W dalszej kolejności na trasie naszego zwiedzania był Kościółek w Stegnie. Na sklepieniach zobaczyliśmy największy w Polsce obraz malowany na płótnie przedstawiający Pana Jezusa wstępującego do Nieba.
Kolejna na trasie ciekawostka to będący nadal w budowie Przekop Mierzei Wiślanej w miejscowości Nowy Świat. Przeszliśmy niemal wzdłuż całego przekopu.
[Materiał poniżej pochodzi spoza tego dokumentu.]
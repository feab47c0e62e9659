//! Grid, colormap and overlay defaults with their allowed ranges.

use std::ops::RangeInclusive;

/// Plot sampling and display parameters
#[derive(Debug, Clone)]
pub struct PlotConfig {
    /// Half-width of the X interval: samples span `[-x_limit, x_limit]`
    pub x_limit: u32,

    /// Half-width of the Y interval: samples span `[-y_limit, y_limit]`
    pub y_limit: u32,

    /// Samples per axis (shared by X and Y)
    pub resolution: usize,

    /// Accepted range for both axis limits
    pub limit_range: RangeInclusive<u32>,

    /// Accepted range for the resolution
    pub resolution_range: RangeInclusive<usize>,

    /// Starting colormap name
    pub colormap: String,

    /// Frame deltas averaged by the FPS overlay
    pub fps_window: usize,

    /// Whether the FPS overlay starts visible
    pub show_fps: bool,
}

impl Default for PlotConfig {
    fn default() -> Self {
        Self {
            x_limit: 2,
            y_limit: 2,
            resolution: 100,
            limit_range: 1..=100,
            resolution_range: 10..=1000,
            colormap: "viridis".to_string(),
            fps_window: 10,
            show_fps: true,
        }
    }
}

impl PlotConfig {
    pub fn clamp_limit(&self, value: u32) -> u32 {
        value.clamp(*self.limit_range.start(), *self.limit_range.end())
    }

    pub fn clamp_resolution(&self, value: usize) -> usize {
        value.clamp(*self.resolution_range.start(), *self.resolution_range.end())
    }
}
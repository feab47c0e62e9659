//! Formula tables: start formula, bundled examples and the token whitelist.

/// Formula shown when the program starts
pub const START_FUNCTION: &str = "a * X**2 + b * Y**2 + c";

/// Hand-picked formulas that showcase the plotter
pub const EXAMPLE_FUNCTIONS: &[&str] = &[
    "(a * np.cos(np.pi * X) * np.cos(np.pi * Y) + b * np.sin(np.pi * X) * np.sin(np.pi * Y)) / (1 + c * np.sin(2 * np.pi * X) * np.sin(np.pi * Y))",
    "a * (1 + Y * np.cos(np.pi * X)) * np.cos(2 * np.pi * X) + b * (1 + Y * np.cos(np.pi * X)) * np.sin(2 * np.pi * X) + c * Y * np.sin(np.pi * X)",
    "a * (X**3 + Y**3) * np.log(np.abs(X * Y) + 1) + b * np.sin(X * Y) + c",
    "a * (X**3 - 3*X*Y**2) + b * (3*X**2*Y - Y**3) + c",
    "a * X**2 + b * Y**2 + c",
    "a * X**2 + b * Y**33 + c",
    "a * X**3 + b * Y**3 + c",
    "a * np.arctan(X * Y) * np.tan(np.pi * X) + b * np.sinh(Y) * np.cos(X) + c",
    "a * np.arctan(np.exp(X) * np.exp(Y)) + b * np.sin(X * Y) + c",
    "a * np.cos(b * X) * np.cos(c * Y) + np.exp(-((X-0.5)**2 + (Y-0.5)**2) / (0.1 + a))",
    "a * np.cos(X) + b * np.sin(Y) + c * np.sin(np.sqrt(X**2 + Y**2)) * np.log(np.abs(X * Y) + 1)",
    "a * np.exp(-0.5 * (X**2 + Y**2)/2) * np.cos(b * np.sin(X**2 + Y**2)*3) + c",
    "a * np.exp(-X**2 - Y**2) * np.tanh(X * Y) + b * np.arcsin(np.sin(np.pi * X) * np.sin(np.pi * Y)) + c",
    "a * np.exp(np.sin(X) * np.cos(Y)) + b * (X**3 - 3*X*Y**2) + c",
    "a * np.log(np.abs(np.sin(X) * np.cos(Y)) + 1) * np.exp(b * np.arctan(X * Y)) + c",
    "a * np.log(np.abs(np.sin(X) * np.cos(Y)) + 1) * np.exp(b * np.arctan(X**2 * Y*3 + b * Y**3 + c))",
    "a * np.arctan(X * Y) * np.tan(np.pi * b **2) + c",
    "a * np.log(np.abs(np.sinh(X) * np.cosh(Y)) + 1) + b * np.sqrt(np.abs(X * Y)) + c",
    "a * np.log(np.sqrt(X**2 + Y**2) + 1) * np.sin(b * np.arctan2(Y, X)) + c",
    "a * np.sin(X) * np.sin(Y) + b * np.cos(X) * np.cos(Y) + c",
    "a * np.sin(b * np.sqrt(X**2 + Y**2) +1) / (np.sqrt(X**2 + Y**2) +1) + c",
    "a * np.sin(b * np.sqrt(X**2 + Y**2)) * np.cos(c * np.arctan2(Y, X))",
    "a * np.sin(X * Y / b) * np.cos(np.sqrt(X**2 + Y**2)) + c * np.exp(b * np.sqrt(X**2 + Y**2)) * np.cos(c * np.arctan2(Y, X)) + np.exp(-0.1 * (X**2 + Y**2))",
    "a * np.sin(np.log(np.abs(X) + 30) * np.cos(Y)) + b * np.cos(np.log(np.abs(Y) + 90) * np.sin(X)) +b * np.sqrt(X**2 + Y**2) +1 / (np.sqrt(X**2 + Y**2) +1) +  c",
    "a * np.sin(np.pi * X) * np.cos(np.pi * Y) * np.exp(-np.abs(b) * (X**2 + 3 * Y**2)) + c * np.log(np.abs( 5 * X * Y) + 1)",
    "a * np.sin(np.pi * X) * np.cosh(Y*c) + b * np.exp(-np.abs(X)) * np.cos(np.pi * Y *c)",
    "a * np.sin(np.pi * X) * np.sin(np.pi * Y) + b * np.cos(np.pi * X) * np.cos(np.pi * Y) + c",
    "a * np.sin(np.pi * X) * np.sqrt(np.abs(2 * np.pi * b * np.sqrt(X**2 + Y**2**c)))",
    "a * np.sin(np.sqrt(X**2 + Y**2) + np.log(np.abs(X * Y) + 1)) + b * np.cosh(X * np.sqrt(np.abs(X**2 + Y**2 *c)))",
    "a * np.sin(np.sqrt(np.abs(X**2 * b + Y**2 * c)) + np.log(np.abs(Y))) + c",
    "a * np.sqrt(X**2 + Y**2) * np.sin(b * np.arctan2(Y, X) + c * np.sqrt(X**2 + Y**2)) * np.exp(-0.1 * np.sqrt(X**2 + Y**2))",
    "np.exp(-(X**2 + Y**2) / (a + 0.1)) * np.cos(b * np.log(np.abs(X*Y) + 1)) + c * np.arctan(X*Y)",
    "np.tanh(a * X) * np.cosh(b * Y) + c * np.sqrt(np.abs(np.sin(X*Y)))",
    "np.log(np.abs(np.tan(a*X) + np.cos(b*Y)) + 1) * np.exp(c * np.arcsinh(X*Y))",
    "np.arccos(np.sin(a*X*Y)) * np.arccosh(np.abs(b*X + c*Y) + 1) / (np.abs(X*Y) + 1)",
    "(np.sin(a*X*Y) * np.cos(b*X**2 - c*Y**2)) / (1 + np.exp(-np.abs(X*Y)))",
    "np.exp(np.cos(a*X) - np.sin(b*Y)) * np.tanh(c * np.sqrt(np.abs(X*Y)))",
    "np.arctan(np.sinh(a*X*Y)) * np.cosh(b*np.sqrt(np.abs(X) + np.abs(Y))) + c*np.log(X**2 + Y**2 + 1)",
    "np.exp(-((X-a)**2 + (Y-b)**2)) * np.cos(c * np.arctan2(Y,X) * np.sqrt(X**2 + Y**2))",
    "np.log(np.abs(np.sinh(a*X) * np.cosh(b*Y)) + 1) * np.arctan(c * (X**2 - Y**2))",
    "np.exp(-np.abs(X*Y)) * np.sin(a * np.arctan2(Y,X)) * np.cos(b * np.sqrt(X**2 + Y**2)) + c",
    "(np.tanh(a*X) + np.cosh(b*Y)) * np.sin(c * np.log(np.abs(X*Y) + 1))",
    "np.sqrt(np.abs(np.sin(a*X*Y))) * np.exp(-b*(X**2 + Y**2)) + c * np.arctan(X/Y)",
    "np.exp(-(X**2 + Y**2)) * np.sin(a * 3 * np.arccos(np.sin(b*np.pi*X) * np.sin(c*np.pi*Y)))",
    "np.arcsinh(a * np.sin(X*Y)) * np.arccosh(np.abs(b * np.cos(X-Y)) + 1) + c * np.exp(-np.abs(X*Y))",
    "np.tanh(a * np.log(np.abs(X*Y) + 1)) * np.cos(b * np.arcsin(np.sin(np.pi*X) * np.sin(np.pi*Y))) + c * np.exp(-(X**2 + Y**2))",
    "np.sin(a * np.arctan(X/Y)) * np.cos(b * np.sqrt(X**2 + Y**2)) * np.exp(-c * np.abs(X*Y))",
    "np.exp(-np.abs(X*Y)) * np.sin(a * np.arcsinh(X+Y)) * np.cos(b * np.arccosh(np.abs(X-Y) + 1)) + c",
];
/// Function and constant tokens stripped before the identifier check.
///
/// Order matters: longer tokens come before the shorter tokens they contain
/// (`np.arcsinh` before `np.sinh` before `np.sin`).
pub const ALLOWED_CALCULATIONS: &[&str] = &[
    "np.arcsinh",
    "np.arccosh",
    "np.arctanh",
    "np.arcsin",
    "np.arccos",
    "np.arctan",
    "np.sinh",
    "np.cosh",
    "np.tanh",
    "np.sin",
    "np.cos",
    "np.tan",
    "np.sqrt",
    "np.exp",
    "np.log",
    "np.abs",
    "np.pi",
    "np.e",
];

/// Usage notes printed by the help key
pub const INFO_TEXT: &str = "You must use the following variables in your equation:\n\
X, Y, a, b, c\n\
Other variables are not allowed.\n\n\
You can use the following np calculations in your formula:\n\
np.sqrt(), np.exp(), np.log(), np.abs(), np.pi, np.e\n\
np.arctan(), np.arcsin(), np.arccos(), np.arccosh(), np.arcsinh(),\n\
np.arctanh(), np.sinh(), np.cosh(), np.tanh(), np.sin(), np.cos(), np.tan()\n\n\
Example functions are available to show you the possibilities.";
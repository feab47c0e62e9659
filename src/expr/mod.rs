//! Formula language: lexer, Pratt parser and tree-walking evaluator.
//!
//! Formulas use the surface variables `X, Y, a, b, c`, the constants `pi`
//! and `e`, and a fixed set of math functions. Names may carry an `np.`
//! prefix (`np.sin(X)` and `sin(X)` are the same formula).

pub mod ast;
pub mod eval;
pub mod lexer;
pub mod parser;
pub mod token;

use crate::error::FormulaError;

pub use ast::{Expr, Func, Var};
pub use eval::Bindings;

/// A compiled formula together with the text it was compiled from.
#[derive(Debug, Clone, PartialEq)]
pub struct Formula {
    source: String,
    expr: Expr,
}

impl Formula {
    pub fn compile(source: &str) -> Result<Self, FormulaError> {
        let tokens = lexer::Lexer::new(source).tokenize()?;
        let expr = parser::Parser::new(tokens).parse_formula()?;
        Ok(Self {
            source: source.to_string(),
            expr,
        })
    }

    pub fn source(&self) -> &str {
        &self.source
    }

    pub fn eval(&self, env: &Bindings) -> f64 {
        eval::eval(&self.expr, env)
    }
}

#[cfg(test)]
mod tests {
    use super::*;

    #[test]
    fn test_compile_keeps_source() {
        let formula = Formula::compile("a * X**2 + b * Y**2 + c").unwrap();
        assert_eq!(formula.source(), "a * X**2 + b * Y**2 + c");
    }

    #[test]
    fn test_eval_binds_every_variable() {
        let formula = Formula::compile("np.sin(X) + Y * a - b / c").unwrap();
        let env = Bindings {
            x: 0.0,
            y: 2.0,
            a: 3.0,
            b: 4.0,
            c: 8.0,
        };
        assert_eq!(formula.eval(&env), 5.5);
    }

    #[test]
    fn test_all_bundled_examples_compile() {
        for src in crate::params::EXAMPLE_FUNCTIONS {
            assert!(Formula::compile(src).is_ok(), "failed to compile {}", src);
        }
    }
}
To bardzo nowoczesna konstrukcja umożliwiająca wpływanie statków do Elbląga bezpośrednio z Bałtyku, a jednocześnie w żaden sposób nie utrudniająca mieszkańcom i turystom przejazdu wzdłuż półwyspu. Specyfika tego obiektu spowodowała, że naciski turystów na budowniczych wymusiły usypanie dla nich specjalnej trybuny widokowej na budowany przekop. No i wreszcie oczekiwane przez młodzież plażowanie i zabawy w morzu w Krynicy Morskiej.
Potem zjedliśmy obiad w jednym z krynickich ośrodków wypoczynkowych, a następnie wdrapywanie się leśnymi dróżkami (podobnymi do tych w Górach Świętokrzyskich) na najwyższy na Mierzei Wiślanej szczyt - Wielbłądzi Garb. Tu z wybudowanej dla turystów wieży widokowej mogliśmy oglądać jednocześnie panoramę Zatoki Gdańskiej od północy i Zalewu Wiślanego od południa.